Das Leben gleicht dem Stahle; braucht man ihn, so glänzt er; läßt man ihn still liegen, so frißt ihn der Rost. Rasten heißt rosten. Liebst du Glanz und Ehren, so liebe die Arbeit!
~ „Heinrich Müller (1631 – 1675), protestantischer Prediger und Erbauungsschriftsteller“ ~

Kunsthalle – Austellung

Ich war Sonntag in der -Liljevalchs Kunsthalle-, es war der letzte Tag für „Vårsalongen 2018“ (12 Januar – 25 März).
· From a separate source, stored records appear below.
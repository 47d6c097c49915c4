/*!
 * Listing of the files Git tracks in a repository
 */

use std::path::Path;
use std::process::Command;

use tracing::debug;

use super::error::{GitError, GitResult};
use crate::types::TrackedPath;

/// Default executable used to query the repository
pub const DEFAULT_GIT_PROGRAM: &str = "git";

/// Handle on the git executable used for listing
#[derive(Debug, Clone)]
pub struct GitCommand {
    program: String,
}

impl Default for GitCommand {
    fn default() -> Self {
        Self::new(DEFAULT_GIT_PROGRAM)
    }
}

impl GitCommand {
    /// Use a specific executable instead of `git` from `PATH`
    pub fn new(program: impl Into<String>) -> Self {
        Self {
            program: program.into(),
        }
    }

    /// Run `ls-files --exclude-standard` in `repo` and return the listed paths
    pub fn ls_files(&self, repo: &Path) -> GitResult<Vec<TrackedPath>> {
        debug!(program = %self.program, repo = %repo.display(), "listing tracked files");

        let output = Command::new(&self.program)
            .arg("-C")
            .arg(repo)
            .args(["ls-files", "--exclude-standard"])
            .output()
            .map_err(|source| GitError::Spawn {
                program: self.program.clone(),
                source,
            })?;

        if !output.status.success() {
            return Err(GitError::CommandFailed {
                status: output.status,
                stderr: String::from_utf8_lossy(&output.stderr).trim_end().to_string(),
            });
        }

        let stdout = String::from_utf8_lossy(&output.stdout);
        let paths: Vec<TrackedPath> = stdout
            .lines()
            .filter(|line| !line.is_empty())
            .map(TrackedPath::from)
            .collect();

        debug!(count = paths.len(), "git reported tracked files");
        Ok(paths)
    }

    /// Like [`GitCommand::ls_files`], but a failure becomes a console
    /// diagnostic and an empty listing
    pub fn ls_files_or_empty(&self, repo: &Path) -> Vec<TrackedPath> {
        match self.ls_files(repo) {
            Ok(paths) => paths,
            Err(e) => {
                println!("Error running git ls-files: {}", e);
                Vec::new()
            }
        }
    }
}

/// List the files tracked in `repo`, honoring standard ignore rules
pub fn try_list_tracked_files(repo: &Path) -> GitResult<Vec<TrackedPath>> {
    GitCommand::default().ls_files(repo)
}

/// List the files tracked in `repo`; errors are reported and yield nothing
pub fn list_tracked_files(repo: &Path) -> Vec<TrackedPath> {
    GitCommand::default().ls_files_or_empty(repo)
}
Hätte es fast verpasst. – Es wurden 284 Werke von 137 Künstlern gezeigt. – Wie in den letzten Jahren ist die Malerei die vorherrschende Technik von 131 Arbeiten, einschließlich der Mischtechnik mit der Malerei als Grundlage. Dann kommen 41 Zeichnung, 28 Skulptur, 24 Grafik und 23 Textilien.
Diese (die ich zeige) sind nur eine glitze kleine Auswahl.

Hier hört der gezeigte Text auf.